Bushman Egalitarianism:
One obvious reason for the economic egalitarianism prevalent among
hunter-gatherers in general and Bushman groups in particular is that the
mobility associated with hunting and gathering hinders the accumulation of
property; material goods cannot readily be carried from camp to camp, and
without a home base, any substantial accumulation of property is prevented.
If that were the sole cause of Bushman egalitarianism, however, an
“equality” based on lack of material goods would arise automatically from
the conditions of hunting and gathering, and no social sanctions to
reinforce sharing and egalitarianism would be needed. Bushman groups,
however, are in fact typified by strong and continual socialization against
hoarding (i.e., toward economic equality) and against displays of arrogance
and authority (i.e., toward social and political equality). This has been
discussed most fully for the !Kung; Lee (1969) has eloquently described how
his at- tempts to provide a large ox for a Christmas feast were met with
scorn by the !Kung recipients, the scorn succeeding as a mechanism that
prevents any tendency on the part of a good hunter or provider to become
arrogant and think of himself as a “big man.” The proper behavior of a
!Kung hunter who has made a big kill is to speak of it in passing and in a
deprecating manner (Lee 1969; Draper 1978); if an individual does not
minimize or speak lightly of his own accomplishments, his friends and
relatives will not hesitate to do it for him.

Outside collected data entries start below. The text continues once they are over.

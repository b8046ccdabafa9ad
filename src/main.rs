//! ironbank service entry point.
//!
//! Composition root: everything is constructed here and injected down.
//!
//! ```text
//! ┌──────────┐    ┌──────────┐    ┌──────────┐    ┌──────────┐
//! │  Config  │───▶│ Postgres │───▶│  Store   │───▶│ Gateway  │
//! │  (YAML)  │    │  (pool)  │    │ (tx core)│    │  (axum)  │
//! └──────────┘    └──────────┘    └──────────┘    └──────────┘
//! ```

use std::sync::Arc;

use ironbank::auth::TokenMaker;
use ironbank::config::AppConfig;
use ironbank::gateway::{self, state::AppState};
use ironbank::logging;
use ironbank::store::{Database, Store};

fn get_env() -> String {
    std::env::var("APP_ENV").unwrap_or_else(|_| "dev".to_string())
}

#[tokio::main]
async fn main() -> anyhow::Result<()> {
    let env = get_env();
    let config = AppConfig::load(&env);
    let _log_guard = logging::init_logging(&config);

    tracing::info!(
        "Starting ironbank {} ({}) in {} mode",
        env!("CARGO_PKG_VERSION"),
        env!("GIT_HASH"),
        env
    );

    let db = Database::connect(&config.database).await?;
    sqlx::migrate!().run(db.pool()).await?;
    tracing::info!("database migrations applied");

    let store = Store::new(db.pool().clone());
    let tokens = TokenMaker::new(
        config.auth.token_secret.clone(),
        config.auth.access_token_ttl_secs,
    );
    let state = Arc::new(AppState::new(store, tokens));

    gateway::serve(&config.server, state).await
}
//! User handlers: registration, login, lookup, search, password update,
//! and the cascading delete.

use std::sync::Arc;

use axum::{
    Extension, Json,
    extract::{Path, State},
    http::StatusCode,
};
use chrono::{DateTime, Utc};
use serde::{Deserialize, Serialize};
use validator::Validate;

use crate::auth::{Claims, password};
use crate::gateway::state::AppState;
use crate::gateway::types::{ApiError, ApiResult, created, error_codes, ok};
use crate::store::models::User;
use crate::store::users::{NewUser, UserRepository};

/// Public view of a user row; never carries the credential hash.
#[derive(Debug, Serialize)]
pub struct UserResponse {
    pub username: String,
    pub full_name: String,
    pub email: String,
    pub password_changed_at: DateTime<Utc>,
    pub created_at: DateTime<Utc>,
}

impl From<User> for UserResponse {
    fn from(user: User) -> Self {
        Self {
            username: user.username,
            full_name: user.full_name,
            email: user.email,
            password_changed_at: user.password_changed_at,
            created_at: user.created_at,
        }
    }
}

#[derive(Debug, Deserialize, Validate)]
pub struct RegisterRequest {
    #[validate(length(min = 3, max = 32))]
    pub username: String,
    #[validate(length(min = 6))]
    pub password: String,
    #[validate(length(min = 1))]
    pub full_name: String,
    #[validate(email)]
    pub email: String,
}

/// POST /users
pub async fn register(
    State(state): State<Arc<AppState>>,
    Json(req): Json<RegisterRequest>,
) -> ApiResult<UserResponse> {
    req.validate()
        .map_err(|e| ApiError::bad_request(e.to_string()))?;

    let hashed = password::hash_password(&req.password)
        .map_err(|e| ApiError::internal(e.to_string()))?;

    let user = UserRepository::create(
        state.store.pool(),
        NewUser {
            username: &req.username,
            hashed_password: &hashed,
            full_name: &req.full_name,
            email: &req.email,
        },
    )
    .await
    .map_err(ApiError::from_store)?;

    tracing::info!(username = %user.username, "user registered");
    created(user.into())
}

#[derive(Debug, Deserialize, Validate)]
pub struct LoginRequest {
    #[validate(length(min = 3, max = 32))]
    pub username: String,
    #[validate(length(min = 6))]
    pub password: String,
}

#[derive(Debug, Serialize)]
pub struct LoginResponse {
    pub access_token: String,
    pub user: UserResponse,
}

/// POST /users/login
pub async fn login(
    State(state): State<Arc<AppState>>,
    Json(req): Json<LoginRequest>,
) -> ApiResult<LoginResponse> {
    req.validate()
        .map_err(|e| ApiError::bad_request(e.to_string()))?;

    let user = UserRepository::get(state.store.pool(), &req.username)
        .await
        .map_err(ApiError::from_store)?;

    password::verify_password(&req.password, &user.hashed_password)
        .map_err(|_| ApiError::unauthorized("invalid username or password"))?;

    let (access_token, _) = state
        .tokens
        .create_token(&user.username)
        .map_err(|e| ApiError::internal(e.to_string()))?;

    ok(LoginResponse {
        access_token,
        user: user.into(),
    })
}

/// GET /users/{username}
pub async fn get_user(
    State(state): State<Arc<AppState>>,
    Path(username): Path<String>,
) -> ApiResult<UserResponse> {
    let user = UserRepository::get(state.store.pool(), &username)
        .await
        .map_err(ApiError::from_store)?;
    ok(user.into())
}

#[derive(Debug, Deserialize, Validate)]
pub struct SearchUsersRequest {
    #[validate(length(min = 1))]
    pub username: String,
    pub limit: Option<i64>,
    pub offset: Option<i64>,
}

/// POST /users/search
pub async fn search_users(
    State(state): State<Arc<AppState>>,
    Json(req): Json<SearchUsersRequest>,
) -> ApiResult<Vec<UserResponse>> {
    req.validate()
        .map_err(|e| ApiError::bad_request(e.to_string()))?;

    let limit = req.limit.unwrap_or(10).clamp(1, 50);
    let offset = req.offset.unwrap_or(0).max(0);

    let users = UserRepository::search(state.store.pool(), &req.username, limit, offset)
        .await
        .map_err(ApiError::from_store)?;

    ok(users.into_iter().map(UserResponse::from).collect())
}

#[derive(Debug, Deserialize, Validate)]
pub struct ListUsersRequest {
    #[validate(length(min = 1))]
    pub usernames: Vec<String>,
    pub limit: Option<i64>,
    pub offset: Option<i64>,
}

/// POST /users/list
pub async fn list_users(
    State(state): State<Arc<AppState>>,
    Json(req): Json<ListUsersRequest>,
) -> ApiResult<Vec<UserResponse>> {
    req.validate()
        .map_err(|e| ApiError::bad_request(e.to_string()))?;

    let limit = req.limit.unwrap_or(10).clamp(1, 50);
    let offset = req.offset.unwrap_or(0).max(0);

    let users = UserRepository::get_many(state.store.pool(), &req.usernames, limit, offset)
        .await
        .map_err(ApiError::from_store)?;

    ok(users.into_iter().map(UserResponse::from).collect())
}

#[derive(Debug, Deserialize, Validate)]
pub struct UpdatePasswordRequest {
    #[validate(length(min = 3, max = 32))]
    pub username: String,
    #[validate(length(min = 6))]
    pub new_password: String,
}

/// PUT /users/password
pub async fn update_password(
    State(state): State<Arc<AppState>>,
    Extension(claims): Extension<Claims>,
    Json(req): Json<UpdatePasswordRequest>,
) -> ApiResult<serde_json::Value> {
    req.validate()
        .map_err(|e| ApiError::bad_request(e.to_string()))?;

    let user = UserRepository::get(state.store.pool(), &req.username)
        .await
        .map_err(ApiError::from_store)?;

    if user.username != claims.sub {
        return ApiError::new(
            StatusCode::UNAUTHORIZED,
            error_codes::NOT_OWNER,
            "user does not belong to the authenticated caller",
        )
        .into_err();
    }

    let hashed = password::hash_password(&req.new_password)
        .map_err(|e| ApiError::internal(e.to_string()))?;

    UserRepository::update_password(state.store.pool(), &req.username, &hashed)
        .await
        .map_err(ApiError::from_store)?;

    ok(serde_json::json!({ "status": "password updated" }))
}

/// DELETE /users/{username}
///
/// Removes the user and every account they own in one transaction.
pub async fn delete_user(
    State(state): State<Arc<AppState>>,
    Extension(claims): Extension<Claims>,
    Path(username): Path<String>,
) -> ApiResult<serde_json::Value> {
    if username != claims.sub {
        return ApiError::new(
            StatusCode::UNAUTHORIZED,
            error_codes::NOT_OWNER,
            "user does not belong to the authenticated caller",
        )
        .into_err();
    }

    state
        .store
        .delete_user_with_accounts_tx(&username)
        .await
        .map_err(ApiError::from_store)?;

    tracing::info!(username = %username, "user and owned accounts deleted");
    ok(serde_json::json!({ "status": "user deleted" }))
}
//! Argon2id credential hashing.

use argon2::{
    Argon2,
    password_hash::{PasswordHash, PasswordHasher, PasswordVerifier, SaltString, rand_core::OsRng},
};

use super::AuthError;

pub fn hash_password(password: &str) -> Result<String, AuthError> {
    let salt = SaltString::generate(&mut OsRng);
    Argon2::default()
        .hash_password(password.as_bytes(), &salt)
        .map(|hash| hash.to_string())
        .map_err(|e| AuthError::Hash(e.to_string()))
}

pub fn verify_password(password: &str, hash: &str) -> Result<(), AuthError> {
    let parsed = PasswordHash::new(hash).map_err(|e| AuthError::Hash(e.to_string()))?;
    Argon2::default()
        .verify_password(password.as_bytes(), &parsed)
        .map_err(|_| AuthError::InvalidCredentials)
}

#[cfg(test)]
mod tests {
    use super::*;

    #[test]
    fn hash_and_verify_roundtrip() {
        let hash = hash_password("hunter22").unwrap();
        verify_password("hunter22", &hash).unwrap();
    }

    #[test]
    fn wrong_password_is_rejected() {
        let hash = hash_password("hunter22").unwrap();
        assert!(matches!(
            verify_password("hunter23", &hash),
            Err(AuthError::InvalidCredentials)
        ));
    }

    #[test]
    fn same_password_hashes_differently() {
        let first = hash_password("hunter22").unwrap();
        let second = hash_password("hunter22").unwrap();
        assert_ne!(first, second);
    }
}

The social pressure toward
economic equality and sharing is equally strong. Both food and material
goods are continually shared and circulated (Marshall 1961; Draper 1978;
Wiessner 1977), and if a person is not generous, the norms of sharing are
“reinforced” by continual badgering and dunning for gifts (Draper 1978).
Draper (1978) and Wiessner (1977) argue that the emphasis on sharing and
recirculation is a kind of “insurance” against local scarcity and
environmental variability among a people who have no other means of
buffering the variability. Speaking of the !Kung, Draper says that because
their “mobility renders food storage virtually impossible, the !Kung have
no insurance against hard times... For the !Kung... the stored surplus is
the group and the more distant groups scattered in the bush, with the
social and economic insurance which they provide” (1978:40). She argues
that “under these circumstances, one would expect to find cultural
values... in favor of regular sharing of temporary windfalls” (1978:40).
Wiessner (1977) argues similarly that the !Kung have no means of coping
with environmental variability other than a strategy of “pooling risk.” In
Wiessner’s discussion this takes the form of a “storage of social
obligations” through the delayed reciprocity of hxaro exchange, but it
applies also to all the mechanisms for economic leveling among the !Kung.
Because an individual shares what he has when someone is in need, without
regard to the direct equality of balanced reciprocity, such a strategy
protects the !Kung from an uncertain but devastating loss by substituting a
certain but small loss (Wiessner 1977). Mechanisms for leveling wealth
(which include the pervasive socialization against the individual
accumulation of property) are therefore a kind of social insurance that
protects the lKung from the extreme variability of their Kalahari
environment.
//Gana Subsistence and Economic Buffers:
The relationship between egalitarianism and lack of economic buffers among
the !Kung appears to be typical of most Bushman groups, but the //Gana are
an interesting exception - an exception that in fact “proves the rule.” The
//Gana are a population of about 800 individuals who live in the northern
and eastern parts of Botswana’s Central Kalahari Game Reserve. Their
territory overlaps with that of the G/wi, to the southwest, but the //Gana
described here comprise 209 individuals who live in the northeastern parts
of the region. The //Gana, like the G/wi, must cope with an environment
characterized by low and extremely variable rainfall, and by an absence of
permanent standing water (see Silberbauer 1965, 1972; Tanaka 1969, 1976).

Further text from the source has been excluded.